> _Work task_:
In the records below, begin at the line containing "every stimulus, word" and end at the line containing "use zip::write::FileOptions;"; quote every line in that span exactly, including both boundary lines, and no others.

> _Data supplied_:

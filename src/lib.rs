//! itempack - test content package builder
//!
//! Assembles a distributable content package (a zip archive plus an IMS
//! style XML manifest) from a remote item bank, starting from a seed
//! list of item ids and transitively pulling in every stimulus, word
//! list, and tutorial the seeds depend on.
//!
//! # Modules
//!
//! - `adapters`: external collaborators (item bank, attachment
//!   registry, archive sink, recode pass)
//! - `core`: the work queue, classifier, content document scanner, and
//!   package assembly engine
//! - `domain`: content ids and the manifest graph
//! - `ingest`: seed id file reading
//! - `cli`: command-line interface
//!
//! # Usage
//!
//! ```bash
//! itempack --ids ids.csv --token <token> -o package.zip
//! ```

pub mod adapters;
pub mod cli;
pub mod config;
pub mod core;
pub mod domain;
pub mod ingest;
pub mod progress;

pub use crate::core::{PackageBuilder, PackageOptions, PackageSummary, WorkQueue};
pub use crate::domain::{ContentId, ContentKind, ManifestGraph, Role};
pub use crate::progress::{ProgressLog, Severity};
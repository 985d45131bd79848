//! Post-build audio recode pass.
//!
//! Some glossary audio in the bank is stored with a mismatched extension
//! (ogg bytes in an `.m4a`, or the reverse). When the build flags any,
//! the finished package is unpacked, handed to an external encoder, and
//! packed again.

use std::fs::File;
use std::io::{Read, Write};
use std::path::{Path, PathBuf};
use std::process::Stdio;

use anyhow::{bail, Context, Result};
use tokio::process::Command;
use zip::write::FileOptions;
use zip::{CompressionMethod, ZipArchive, ZipWriter};

/// Unpack the package, run the encoder over the tree, and repack.
///
/// The scratch directory is the package path minus its `.zip` extension
/// and is removed on success.
pub async fn recode_package(package_path: &Path, encoder: &str) -> Result<()> {
    let scratch = scratch_dir(package_path)?;

    extract(package_path, &scratch)?;
    std::fs::remove_file(package_path)
        .with_context(|| format!("failed to remove {}", package_path.display()))?;

    run_encoder(encoder, &scratch).await?;

    repack(&scratch, package_path)?;
    std::fs::remove_dir_all(&scratch)
        .with_context(|| format!("failed to remove {}", scratch.display()))?;

    Ok(())
}

fn scratch_dir(package_path: &Path) -> Result<PathBuf> {
    match package_path.extension() {
        Some(ext) if ext.eq_ignore_ascii_case("zip") => {
            Ok(package_path.with_extension(""))
        }
        _ => bail!(
            "package path {} does not end in .zip",
            package_path.display()
        ),
    }
}

fn extract(package_path: &Path, dest: &Path) -> Result<()> {
    let file = File::open(package_path)
        .with_context(|| format!("failed to open {}", package_path.display()))?;
    let mut archive =
        ZipArchive::new(file).context("failed to read package for recoding")?;
    archive
        .extract(dest)
        .with_context(|| format!("failed to extract package to {}", dest.display()))?;
    Ok(())
}

async fn run_encoder(encoder: &str, dir: &Path) -> Result<()> {
    let output = Command::new(encoder)
        .arg(dir)
        .stdout(Stdio::piped())
        .stderr(Stdio::piped())
        .output()
        .await
        .with_context(|| format!("failed to spawn encoder '{}'", encoder))?;

    if !output.status.success() {
        let stderr = String::from_utf8_lossy(&output.stderr);
        bail!(
            "encoder '{}' exited with {}: {}",
            encoder,
            output.status,
            stderr.trim()
        );
    }

    tracing::info!(encoder, dir = %dir.display(), "audio recode complete");
    Ok(())
}

fn repack(dir: &Path, package_path: &Path) -> Result<()> {
    let file = File::create(package_path)
        .with_context(|| format!("failed to recreate {}", package_path.display()))?;
    let mut writer = ZipWriter::new(file);
    let options = FileOptions::default().compression_method(CompressionMethod::Deflated);

    let mut buf = Vec::new();
    add_dir(&mut writer, options, dir, dir, &mut buf)?;

    writer.finish().context("failed to finish repacked package")?;
    Ok(())
}

fn add_dir(
    writer: &mut ZipWriter<File>,
    options: FileOptions,
    root: &Path,
    dir: &Path,
    buf: &mut Vec<u8>,
) -> Result<()> {
    let mut entries: Vec<_> = std::fs::read_dir(dir)
        .with_context(|| format!("failed to read {}", dir.display()))?
        .collect::<std::io::Result<_>>()?;
    entries.sort_by_key(|e| e.file_name());

    for entry in entries {
        let path = entry.path();
        if path.is_dir() {
            add_dir(writer, options, root, &path, buf)?;
        } else {
            let relative = path
                .strip_prefix(root)
                .context("entry escaped the scratch directory")?;
            // Zip entry names always use forward slashes.
            let name = relative
                .components()
                .map(|c| c.as_os_str().to_string_lossy())
                .collect::<Vec<_>>()
                .join("/");

            buf.clear();
            File::open(&path)
                .and_then(|mut f| f.read_to_end(buf))
                .with_context(|| format!("failed to read {}", path.display()))?;
            writer
                .start_file(name, options)
                .with_context(|| format!("failed to add {}", path.display()))?;
            writer.write_all(buf)?;
        }
    }
    Ok(())
}

#[cfg(test)]
mod tests {
    use super::*;

    #[test]
    fn scratch_dir_strips_zip_extension() {
        let dir = scratch_dir(Path::new("/tmp/pkg/out.zip")).unwrap();
        assert_eq!(dir, Path::new("/tmp/pkg/out"));
    }

    #[test]
    fn scratch_dir_rejects_other_extensions() {
        assert!(scratch_dir(Path::new("/tmp/out.tar")).is_err());
        assert!(scratch_dir(Path::new("/tmp/out")).is_err());
    }
}
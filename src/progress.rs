//! CSV progress log.
//!
//! Every run writes a row-per-event log next to the package so content
//! staff can audit which files were admitted, skipped, or renamed. The
//! log is an explicit instance handed to the packager and classifier at
//! construction, not ambient state.

use std::fmt;
use std::fs::File;
use std::io::Write;
use std::path::Path;

use anyhow::{Context, Result};

/// Severity taxonomy carried in the first CSV column.
///
/// Degraded and Severe rows count toward the run's error total.
#[derive(Debug, Clone, Copy, PartialEq, Eq, PartialOrd, Ord)]
pub enum Severity {
    Message,
    Benign,
    Tolerable,
    Degraded,
    Severe,
}

impl fmt::Display for Severity {
    fn fmt(&self, f: &mut fmt::Formatter<'_>) -> fmt::Result {
        let s = match self {
            Severity::Message => "Message",
            Severity::Benign => "Benign",
            Severity::Tolerable => "Tolerable",
            Severity::Degraded => "Degraded",
            Severity::Severe => "Severe",
        };
        write!(f, "{}", s)
    }
}

/// Writer for the `Severity,ItemId,Message,Detail` log.
pub struct ProgressLog {
    writer: csv::Writer<Box<dyn Write + Send>>,
    messages: usize,
    errors: usize,
}

impl ProgressLog {
    /// Create the log file, truncating any previous run's log.
    pub fn create(path: &Path) -> Result<Self> {
        let file = File::create(path)
            .with_context(|| format!("failed to create progress log {}", path.display()))?;
        Self::from_writer(Box::new(file))
    }

    /// Log to an arbitrary writer. Used by tests.
    pub fn from_writer(writer: Box<dyn Write + Send>) -> Result<Self> {
        let mut writer = csv::WriterBuilder::new()
            .flexible(false)
            .from_writer(writer);
        writer
            .write_record(["Severity", "ItemId", "Message", "Detail"])
            .context("failed to write progress log header")?;
        Ok(Self {
            writer,
            messages: 0,
            errors: 0,
        })
    }

    /// Append one row. I/O failures surface as tracing warnings rather
    /// than aborting the run.
    pub fn log(&mut self, severity: Severity, id: &str, message: &str, detail: &str) {
        self.messages += 1;
        if severity >= Severity::Degraded {
            self.errors += 1;
        }
        let row = [&severity.to_string(), id, message, detail];
        if let Err(e) = self.writer.write_record(row) {
            tracing::warn!(error = %e, "failed to write progress log row");
        }
    }

    /// Rows written so far, all severities.
    pub fn message_count(&self) -> usize {
        self.messages
    }

    /// Degraded and Severe rows written so far.
    pub fn error_count(&self) -> usize {
        self.errors
    }

    pub fn flush(&mut self) -> Result<()> {
        self.writer.flush().context("failed to flush progress log")
    }
}

/// Format elapsed milliseconds as `h:mm:ss.t`, omitting leading zero
/// components the way the console summary always has.
pub fn format_elapsed(ms: u64) -> String {
    let hours = ms / (60 * 60 * 1000);
    let minutes = (ms / (60 * 1000)) % 60;
    let seconds = (ms / 1000) % 60;
    let tenths = (ms / 100) % 10;

    let mut out = String::new();
    let mut leading = false;
    if hours > 0 {
        out.push_str(&format!("{}:", hours));
        leading = true;
    }
    if minutes > 0 || leading {
        if leading {
            out.push_str(&format!("{:02}:", minutes));
        } else {
            out.push_str(&format!("{}:", minutes));
        }
        leading = true;
    }
    if leading {
        out.push_str(&format!("{:02}", seconds));
    } else {
        out.push_str(&format!("{}", seconds));
    }
    out.push_str(&format!(".{}", tenths));
    out
}
//! Domain types for the packager.
//!
//! - ContentId: parsed identity of a content unit
//! - ManifestGraph: dependency nodes and their XML serialization

pub mod content_id;
pub mod manifest;

pub use content_id::{ContentId, ContentKind, ParseIdError, Role};
pub use manifest::{AssetRef, ManifestGraph, ManifestNode, ResourceType, EMPTY_MANIFEST};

> _Task answer_:
//! list of item ids and transitively pulling in every stimulus, word
//! list, and tutorial the seeds depend on.
//!
//! # Modules
//!
//! - `adapters`: external collaborators (item bank, attachment
//!   registry, archive sink, recode pass)
//! - `core`: the work queue, classifier, content document scanner, and
//!   package assembly engine
//! - `domain`: content ids and the manifest graph
//! - `ingest`: seed id file reading
//! - `cli`: command-line interface
//!
//! # Usage
//!
//! ```bash
//! itempack --ids ids.csv --token <token> -o package.zip
//! ```

pub mod adapters;
pub mod cli;
pub mod config;
pub mod core;
pub mod domain;
pub mod ingest;
pub mod progress;

pub use crate::core::{PackageBuilder, PackageOptions, PackageSummary, WorkQueue};
pub use crate::domain::{ContentId, ContentKind, ManifestGraph, Role};
pub use crate::progress::{ProgressLog, Severity};
repository 985d45131bd79848
//! Post-build audio recode pass.
//!
//! Some glossary audio in the bank is stored with a mismatched extension
//! (ogg bytes in an `.m4a`, or the reverse). When the build flags any,
//! the finished package is unpacked, handed to an external encoder, and
//! packed again.

use std::fs::File;
use std::io::{Read, Write};
use std::path::{Path, PathBuf};
use std::process::Stdio;

use anyhow::{bail, Context, Result};
use tokio::process::Command;
use zip::write::FileOptions;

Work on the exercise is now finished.